To do: Would you restate word for word the lines of the listing, beginning at the first and ending with the line that holds "use dreamcanvas_jimeng::JimengConfig;"?

Material for the task:
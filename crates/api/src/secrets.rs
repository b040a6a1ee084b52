//! Plaintext secrets mapping.
//!
//! The desktop shell keeps credentials in an encrypted store and can export
//! them as a JSON mapping:
//!
//! ```json
//! { "jimeng": { "sessionid": "...", "account_name": "..." }, "proxy": "http://..." }
//! ```
//!
//! Only that plaintext form is read here.

use std::path::Path;

use dreamcanvas_jimeng::JimengConfig;
use serde::Deserialize;
use serde_json::Value;

use crate::config::ConfigError;

/// Session used when no credentials are configured. Every call made with
/// it is rejected upstream, which surfaces as failed tasks.
pub const PLACEHOLDER_SESSION: &str = "placeholder";
pub const PLACEHOLDER_ACCOUNT: &str = "offline";

#[derive(Debug, Clone, Default, Deserialize)]
pub struct JimengCredentials {
    #[serde(default)]
    pub sessionid: String,
    #[serde(default)]
    pub account_name: Option<String>,
}

#[derive(Debug, Clone, Default, Deserialize)]
pub struct Secrets {
    #[serde(default)]
    pub jimeng: Option<JimengCredentials>,
    /// Either a proxy URL or an object with `https`, `http` or `url`.
    #[serde(default)]
    pub proxy: Option<Value>,
}

impl Secrets {
    /// Read the secrets file. A missing file yields empty secrets.
    pub async fn load(path: &Path) -> Result<Self, ConfigError> {
        let bytes = match tokio::fs::read(path).await {
            Ok(bytes) => bytes,
            Err(e) if e.kind() == std::io::ErrorKind::NotFound => {
                tracing::debug!(path = %path.display(), "No secrets file");
                return Ok(Self::default());
            }
            Err(e) => {
                return Err(ConfigError::Secrets {
                    path: path.to_path_buf(),
                    reason: e.to_string(),
                })
            }
        };
        serde_json::from_slice(&bytes).map_err(|e| ConfigError::Secrets {
            path: path.to_path_buf(),
            reason: e.to_string(),
        })
    }

    /// Proxy URL, if one is configured.
    pub fn proxy_url(&self) -> Option<String> {
        let url = match self.proxy.as_ref()? {
            Value::String(s) => Some(s.as_str()),
            Value::Object(map) => ["https", "http", "url"]
                .iter()
                .find_map(|k| map.get(*k).and_then(Value::as_str)),
            _ => None,
        }?;
        let url = url.trim();
        (!url.is_empty()).then(|| url.to_string())
    }

    /// Client configuration for the Jimeng API.
    ///
    /// Without a usable session id this falls back to an offline
    /// placeholder so the server can still start.
    pub fn jimeng_config(&self, base_url: &str) -> JimengConfig {
        let credentials = self
            .jimeng
            .as_ref()
            .filter(|c| !c.sessionid.trim().is_empty());

        let (session_id, account_name) = match credentials {
            Some(c) => (c.sessionid.trim().to_string(), c.account_name.clone()),
            None => {
                tracing::warn!(
                    "No valid Jimeng credentials found, starting with an offline placeholder"
                );
                (
                    PLACEHOLDER_SESSION.to_string(),
                    Some(PLACEHOLDER_ACCOUNT.to_string()),
                )
            }
        };

        JimengConfig {
            session_id,
            account_name,
            proxy: self.proxy_url(),
            base_url: base_url.to_string(),
        }
    }
}
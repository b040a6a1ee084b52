//! Project persistence.
//!
//! [`ProjectStore`] is the contract the task core relies on: load and save a
//! project as one unit, and know where a project's downloaded assets live.
//! [`ProjectStorage`] implements it on the local filesystem:
//!
//! ```text
//! <root>/<project_id>/manifest.json
//! <root>/<project_id>/canvas.json
//! <root>/<project_id>/assets.json
//! <root>/<project_id>/history.json
//! <root>/<project_id>/assets/images/...
//! ```
//!
//! Every document is written atomically (temp file + rename).

use std::path::{Path, PathBuf};

use async_trait::async_trait;
use serde::de::DeserializeOwned;
use serde::Serialize;

use crate::backup::archive_dir;
use crate::error::CoreError;
use crate::hashing::json_sha256_hex;
use crate::project::{
    AssetPayload, GenerationRecord, ProjectManifest, ProjectPayload, ProjectSummary,
    PROJECT_VERSION,
};
use crate::types::now_millis;

/// Maximum accepted length of a project id.
const MAX_PROJECT_ID_LEN: usize = 128;

/// Load/save access to project documents.
#[async_trait]
pub trait ProjectStore: Send + Sync {
    /// Load a project. Fails with [`CoreError::NotFound`] if it does not exist.
    async fn load_project(&self, project_id: &str) -> Result<ProjectPayload, CoreError>;

    /// Save a project, returning the payload as written (with refreshed
    /// `updated_at` and canvas checksum).
    async fn save_project(&self, payload: ProjectPayload) -> Result<ProjectPayload, CoreError>;

    /// Directory where downloaded image assets of a project are stored.
    fn asset_dir(&self, project_id: &str) -> PathBuf;
}

/// Reject ids that are empty, too long, or could escape the storage root.
pub fn validate_project_id(project_id: &str) -> Result<(), CoreError> {
    let valid = !project_id.is_empty()
        && project_id.len() <= MAX_PROJECT_ID_LEN
        && project_id
            .chars()
            .all(|c| c.is_ascii_alphanumeric() || c == '-' || c == '_');
    if valid {
        Ok(())
    } else {
        Err(CoreError::Validation(format!(
            "Invalid project id: '{project_id}'"
        )))
    }
}

/// Checksum of a canvas document, over its sorted-key JSON text.
pub fn canvas_checksum(canvas: &serde_json::Value) -> Result<String, CoreError> {
    Ok(json_sha256_hex(canvas)?)
}

// ---------------------------------------------------------------------------
// Filesystem implementation
// ---------------------------------------------------------------------------

/// File-backed project store rooted at a projects directory.
#[derive(Debug, Clone)]
pub struct ProjectStorage {
    root: PathBuf,
}

impl ProjectStorage {
    /// Open (and create if needed) a storage root.
    pub async fn open(root: impl Into<PathBuf>) -> Result<Self, CoreError> {
        let root = root.into();
        tokio::fs::create_dir_all(&root).await?;
        Ok(Self { root })
    }

    pub fn root(&self) -> &Path {
        &self.root
    }

    fn project_dir(&self, project_id: &str) -> PathBuf {
        self.root.join(project_id)
    }

    fn manifest_path(&self, project_id: &str) -> PathBuf {
        self.project_dir(project_id).join("manifest.json")
    }

    fn canvas_path(&self, project_id: &str) -> PathBuf {
        self.project_dir(project_id).join("canvas.json")
    }

    fn assets_path(&self, project_id: &str) -> PathBuf {
        self.project_dir(project_id).join("assets.json")
    }

    fn history_path(&self, project_id: &str) -> PathBuf {
        self.project_dir(project_id).join("history.json")
    }

    /// Create an empty project with a fresh id.
    pub async fn create_project(&self, name: &str) -> Result<ProjectPayload, CoreError> {
        let name = name.trim();
        if name.is_empty() {
            return Err(CoreError::Validation(
                "Project name must not be empty".to_string(),
            ));
        }

        let project_id = uuid::Uuid::new_v4().simple().to_string();
        let now = now_millis();
        let manifest = ProjectManifest {
            id: project_id.clone(),
            name: name.to_string(),
            created_at: now,
            updated_at: now,
            version: PROJECT_VERSION.to_string(),
            canvas_checksum: String::new(),
        };

        tokio::fs::create_dir_all(self.project_dir(&project_id)).await?;
        write_json_atomic(&self.manifest_path(&project_id), &manifest).await?;
        write_json_atomic(&self.canvas_path(&project_id), &serde_json::json!({})).await?;
        write_json_atomic(&self.assets_path(&project_id), &Vec::<AssetPayload>::new()).await?;
        write_json_atomic(
            &self.history_path(&project_id),
            &Vec::<GenerationRecord>::new(),
        )
        .await?;

        tracing::info!(project_id = %project_id, name = %name, "Project created");
        self.load_project(&project_id).await
    }

    /// List all readable projects, ordered by id.
    ///
    /// Directories without a parseable manifest are skipped.
    pub async fn list_projects(&self) -> Result<Vec<ProjectSummary>, CoreError> {
        let mut ids = Vec::new();
        let mut entries = tokio::fs::read_dir(&self.root).await?;
        while let Some(entry) = entries.next_entry().await? {
            if entry.file_type().await?.is_dir() {
                if let Some(name) = entry.file_name().to_str() {
                    ids.push(name.to_string());
                }
            }
        }
        ids.sort();

        let mut summaries = Vec::with_capacity(ids.len());
        for id in ids {
            let manifest = match read_json::<ProjectManifest>(&self.manifest_path(&id)).await {
                Ok(Some(manifest)) => manifest,
                Ok(None) => continue,
                Err(e) => {
                    tracing::debug!(project_id = %id, error = %e, "Skipping unreadable project");
                    continue;
                }
            };
            let assets: Vec<serde_json::Value> = read_json(&self.assets_path(&id))
                .await
                .unwrap_or_default()
                .unwrap_or_default();
            let history: Vec<serde_json::Value> = read_json(&self.history_path(&id))
                .await
                .unwrap_or_default()
                .unwrap_or_default();
            summaries.push(ProjectSummary {
                manifest,
                assets_count: assets.len(),
                history_count: history.len(),
            });
        }
        Ok(summaries)
    }

    /// Zip the whole storage root into `backups_dir`, returning the archive
    /// path (`<UTC timestamp>-projects.zip`).
    pub async fn backup(&self, backups_dir: &Path) -> Result<PathBuf, CoreError> {
        let stem = format!("{}-projects", chrono::Utc::now().format("%Y%m%d-%H%M%S"));
        archive_dir(&self.root, backups_dir, &stem).await
    }

    /// Storage overview for the diagnostics endpoint.
    pub async fn diagnostics(&self) -> Result<serde_json::Value, CoreError> {
        let summaries = self.list_projects().await?;
        let projects: Vec<_> = summaries
            .iter()
            .map(|s| {
                serde_json::json!({
                    "id": s.manifest.id,
                    "name": s.manifest.name,
                    "updatedAt": s.manifest.updated_at,
                    "assets": s.assets_count,
                    "history": s.history_count,
                })
            })
            .collect();
        Ok(serde_json::json!({
            "projectCount": summaries.len(),
            "projects": projects,
        }))
    }
}

#[async_trait]
impl ProjectStore for ProjectStorage {
    async fn load_project(&self, project_id: &str) -> Result<ProjectPayload, CoreError> {
        validate_project_id(project_id)?;

        let manifest: ProjectManifest = read_json(&self.manifest_path(project_id))
            .await?
            .ok_or_else(|| CoreError::not_found("Project", project_id))?;
        let canvas = read_json(&self.canvas_path(project_id))
            .await?
            .unwrap_or_else(|| serde_json::json!({}));
        let assets = read_json(&self.assets_path(project_id))
            .await?
            .unwrap_or_default();
        let history = read_json(&self.history_path(project_id))
            .await?
            .unwrap_or_default();

        Ok(ProjectPayload {
            manifest,
            canvas,
            assets,
            history,
        })
    }

    async fn save_project(&self, payload: ProjectPayload) -> Result<ProjectPayload, CoreError> {
        let project_id = payload.manifest.id.clone();
        validate_project_id(&project_id)?;

        let mut manifest = payload.manifest;
        manifest.updated_at = now_millis();
        manifest.canvas_checksum = canvas_checksum(&payload.canvas)?;

        tokio::fs::create_dir_all(self.project_dir(&project_id)).await?;
        write_json_atomic(&self.manifest_path(&project_id), &manifest).await?;
        write_json_atomic(&self.canvas_path(&project_id), &payload.canvas).await?;
        write_json_atomic(&self.assets_path(&project_id), &payload.assets).await?;
        write_json_atomic(&self.history_path(&project_id), &payload.history).await?;

        tracing::debug!(
            project_id = %project_id,
            assets = payload.assets.len(),
            history = payload.history.len(),
            "Project saved",
        );

        Ok(ProjectPayload {
            manifest,
            canvas: payload.canvas,
            assets: payload.assets,
            history: payload.history,
        })
    }

    fn asset_dir(&self, project_id: &str) -> PathBuf {
        self.project_dir(project_id).join("assets").join("images")
    }
}

// ---- private helpers ----

/// Serialize `value` as pretty JSON and move it into place atomically.
async fn write_json_atomic<T: Serialize + ?Sized>(path: &Path, value: &T) -> Result<(), CoreError> {
    if let Some(parent) = path.parent() {
        tokio::fs::create_dir_all(parent).await?;
    }
    let bytes = serde_json::to_vec_pretty(value)?;
    let file_name = path
        .file_name()
        .and_then(|n| n.to_str())
        .unwrap_or("document");
    let tmp_path = path.with_file_name(format!(
        ".{file_name}.{}.tmp",
        uuid::Uuid::new_v4().simple()
    ));
    tokio::fs::write(&tmp_path, &bytes).await?;
    if let Err(e) = tokio::fs::rename(&tmp_path, path).await {
        let _ = tokio::fs::remove_file(&tmp_path).await;
        return Err(e.into());
    }
    Ok(())
}

/// Read and parse a JSON document. Returns `Ok(None)` if the file is absent.
async fn read_json<T: DeserializeOwned>(path: &Path) -> Result<Option<T>, CoreError> {
    match tokio::fs::read(path).await {
        Ok(bytes) => Ok(Some(serde_json::from_slice(&bytes)?)),
        Err(e) if e.kind() == std::io::ErrorKind::NotFound => Ok(None),
        Err(e) => Err(e.into()),
    }
}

Output for this task:
filename crates/api/src/secrets.rs
repository b040a6a1ee084b52
//! Plaintext secrets mapping.
//!
//! The desktop shell keeps credentials in an encrypted store and can export
//! them as a JSON mapping:
//!
//! ```json
//! { "jimeng": { "sessionid": "...", "account_name": "..." }, "proxy": "http://..." }
//! ```
//!
//! Only that plaintext form is read here.

use std::path::Path;

use dreamcanvas_jimeng::JimengConfig;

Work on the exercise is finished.